Years of putting off hard budget decisions could mean another dip for the Minnesota's credit score.
On the heels of a "kick the can down the road" budget solution, Moody's Investor Service placed Minnesota on a negative outlook for its bond rating.
"This is a reminder that having a strong, balanced economy is not enough to keep high credit ratings. Sooner or later, we need to fix the state's budget so that it does not rely on one-time solutions," said Jim Schowalter, Minnesota Management and Budget commissioner.

The less positive reports could make it more expensive for Minnesota to borrow money.

Last month Fitch rating agency downgraded Minnesota from a perfect AAA rating to AA+. The agency said while Minnesota's credit was fundamentally strong, years of budget gimmicks and anticipation of more had taken their toll.

"It appears likely that the outcome will continue the use of non-recurring balancing tools and that deferred payment obligations will continue to be a drag on the state's finances," Fitch's said.

The agency was right. The budget deal that ended a 20-day shutdown relied on delayed payments to schools and borrowing to close the budget gap.

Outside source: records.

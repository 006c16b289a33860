// Licensed under the Apache-2.0 license

//! Grammar for WARL legal and illegal-write expressions.
//!
//! ```text
//! legal    := [guard "->"] term+
//! term     := bits ("in" | "not in") list
//!           | bits "bitmask" "[" mask "," default "]"
//! illegal  := [guard "->"] action
//! guard    := cond (("&" | "&&" | "and")? cond)*
//! cond     := name bits ("in" | "not in") list
//!           | "wr_val" "in" list
//! action   := number | mode
//! bits     := "[" n [":" n] "]"
//! list     := "[" entry ("," entry)* "]"
//! entry    := number [":" number]
//! ```
//!
//! Numbers are decimal or `0x`-prefixed hex. The parsers here only recognise
//! syntax; widths, shifting and dependency lookup happen during lowering.

use crate::range::RangeEntry;
use crate::segmented::ResolutionMode;
use thiserror::Error;
use winnow::ascii::{dec_uint, hex_uint, multispace0, multispace1, Caseless};
use winnow::combinator::{alt, delimited, opt, preceded, repeat, separated, terminated};
use winnow::error::{ContextError, ErrMode};
use winnow::token::take_while;
use winnow::{ModalResult, Parser};

#[derive(Error, Debug, Clone, PartialEq, Eq)]
#[error("{0}")]
pub struct SyntaxError(pub String);

#[derive(Clone, Copy, Debug, PartialEq, Eq)]
pub enum SetOp {
    In,
    NotIn,
    Bitmask,
}

/// `[msb:lsb] op [values]`, with values as written (relative to the slice).
#[derive(Clone, Debug, PartialEq, Eq)]
pub struct SetTerm {
    pub msb: u32,
    pub lsb: u32,
    pub op: SetOp,
    pub values: Vec<RangeEntry>,
}

#[derive(Clone, Debug, PartialEq, Eq)]
pub enum GuardTerm {
    /// `name[msb:lsb] in [..]`; `negated` for `not in`.
    Field {
        name: String,
        msb: u32,
        lsb: u32,
        negated: bool,
        values: Vec<RangeEntry>,
    },
    /// `wr_val in [..]`
    Written(Vec<RangeEntry>),
}

#[derive(Clone, Debug, PartialEq, Eq)]
pub struct ParsedLegal {
    pub guard: Vec<GuardTerm>,
    pub terms: Vec<SetTerm>,
}

#[derive(Clone, Copy, Debug, PartialEq, Eq)]
pub enum Action {
    Literal(u64),
    Mode(ResolutionMode),
}

#[derive(Clone, Debug, PartialEq, Eq)]
pub struct ParsedIllegal {
    pub guard: Vec<GuardTerm>,
    pub action: Action,
}

fn number(input: &mut &str) -> ModalResult<u64> {
    alt((preceded(alt(("0x", "0X")), hex_uint), dec_uint)).parse_next(input)
}

fn bit_index(input: &mut &str) -> ModalResult<u32> {
    dec_uint.parse_next(input)
}

fn colon(input: &mut &str) -> ModalResult<()> {
    (multispace0, ':', multispace0).void().parse_next(input)
}

fn entry(input: &mut &str) -> ModalResult<RangeEntry> {
    (number, opt(preceded(colon, number)))
        .map(|(lo, hi)| match hi {
            Some(hi) => RangeEntry::Interval(lo, hi),
            None => RangeEntry::Value(lo),
        })
        .parse_next(input)
}

fn list(input: &mut &str) -> ModalResult<Vec<RangeEntry>> {
    delimited(
        ('[', multispace0),
        separated(1.., entry, (multispace0, ',', multispace0)),
        (multispace0, ']'),
    )
    .parse_next(input)
}

/// `[msb:lsb]` or `[bit]`.
fn bits(input: &mut &str) -> ModalResult<(u32, u32)> {
    delimited(
        ('[', multispace0),
        (bit_index, opt(preceded(colon, bit_index))),
        (multispace0, ']'),
    )
    .map(|(msb, lsb)| (msb, lsb.unwrap_or(msb)))
    .parse_next(input)
}

fn set_op(input: &mut &str) -> ModalResult<SetOp> {
    alt((
        (Caseless("not"), multispace1, Caseless("in")).value(SetOp::NotIn),
        Caseless("in").value(SetOp::In),
        Caseless("bitmask").value(SetOp::Bitmask),
    ))
    .parse_next(input)
}

fn set_term(input: &mut &str) -> ModalResult<SetTerm> {
    (bits, multispace0, set_op, multispace0, list)
        .map(|((msb, lsb), _, op, _, values)| SetTerm {
            msb,
            lsb,
            op,
            values,
        })
        .parse_next(input)
}

fn identifier<'s>(input: &mut &'s str) -> ModalResult<&'s str> {
    take_while(1.., |c: char| c.is_ascii_alphanumeric() || c == '_').parse_next(input)
}

fn written_term(input: &mut &str) -> ModalResult<GuardTerm> {
    preceded(
        (Caseless("wr_val"), multispace0, Caseless("in"), multispace0),
        list,
    )
    .map(GuardTerm::Written)
    .parse_next(input)
}

fn field_term(input: &mut &str) -> ModalResult<GuardTerm> {
    let name = identifier.parse_next(input)?;
    let (msb, lsb) = preceded(multispace0, bits).parse_next(input)?;
    let op = preceded(
        multispace0,
        alt((
            (Caseless("not"), multispace1, Caseless("in")).value(true),
            Caseless("in").value(false),
        )),
    )
    .parse_next(input)?;
    let values = preceded(multispace0, list).parse_next(input)?;
    Ok(GuardTerm::Field {
        name: name.to_string(),
        msb,
        lsb,
        negated: op,
        values,
    })
}

fn conjunction(input: &mut &str) -> ModalResult<()> {
    alt((
        (multispace0, alt(("&&", "&", Caseless("and"))), multispace0).void(),
        multispace1.void(),
    ))
    .parse_next(input)
}

fn guard_terms(input: &mut &str) -> ModalResult<Vec<GuardTerm>> {
    separated(1.., alt((written_term, field_term)), conjunction).parse_next(input)
}

fn action_term(input: &mut &str) -> ModalResult<Action> {
    alt((
        terminated(number, multispace0).map(Action::Literal),
        identifier.try_map(|name| name.parse::<ResolutionMode>().map(Action::Mode)),
    ))
    .parse_next(input)
}

fn run<'s, O>(
    parser: impl Parser<&'s str, O, ErrMode<ContextError>>,
    text: &'s str,
) -> Result<O, SyntaxError> {
    delimited(multispace0, parser, multispace0)
        .parse(text)
        .map_err(|e| SyntaxError(e.to_string()))
}

/// Splits `guard -> body`, returning the guard text if present.
fn split_guard(text: &str) -> (Option<&str>, &str) {
    match text.split_once("->") {
        Some((guard, body)) => (Some(guard), body),
        None => (None, text),
    }
}

/// Parses a legality clause.
pub fn parse_legal(text: &str) -> Result<ParsedLegal, SyntaxError> {
    let (guard_text, body) = split_guard(text);
    let guard = match guard_text {
        Some(g) => run(guard_terms, g)?,
        None => Vec::new(),
    };
    if guard.iter().any(|t| matches!(t, GuardTerm::Written(_))) {
        return Err(SyntaxError("wr_val is only allowed in illegal-write rules".to_string()));
    }
    let terms: Vec<SetTerm> = run(repeat(1.., preceded(multispace0, set_term)), body)?;
    Ok(ParsedLegal { guard, terms })
}

/// Parses an illegal-write rule.
pub fn parse_illegal(text: &str) -> Result<ParsedIllegal, SyntaxError> {
    let (guard_text, body) = split_guard(text);
    let guard = match guard_text {
        Some(g) => run(guard_terms, g)?,
        None => Vec::new(),
    };
    if guard
        .iter()
        .filter(|t| matches!(t, GuardTerm::Written(_)))
        .count()
        > 1
    {
        return Err(SyntaxError("more than one wr_val trigger".to_string()));
    }
    let action = run(action_term, body)?;
    Ok(ParsedIllegal { guard, action })
}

Moody's had similar complaints.

"The negative outlook primarily reflects the growing negative GAAP undesignated unreserved fund balance, political intractability that has resulted in the reliance on one-time measures to solve the $5 billion budget gap in the current fiscal 2012-2013 biennium, and the likelihood of future structural budget gaps as a result of the use of the one-time budget measures," the agency said.

The agency still maintained the Aa1 rating it has long given Minnesota.

The third major rating agency, Standard and Poors, still rates Minnesota AAA but hasn't made a recent update to its rating.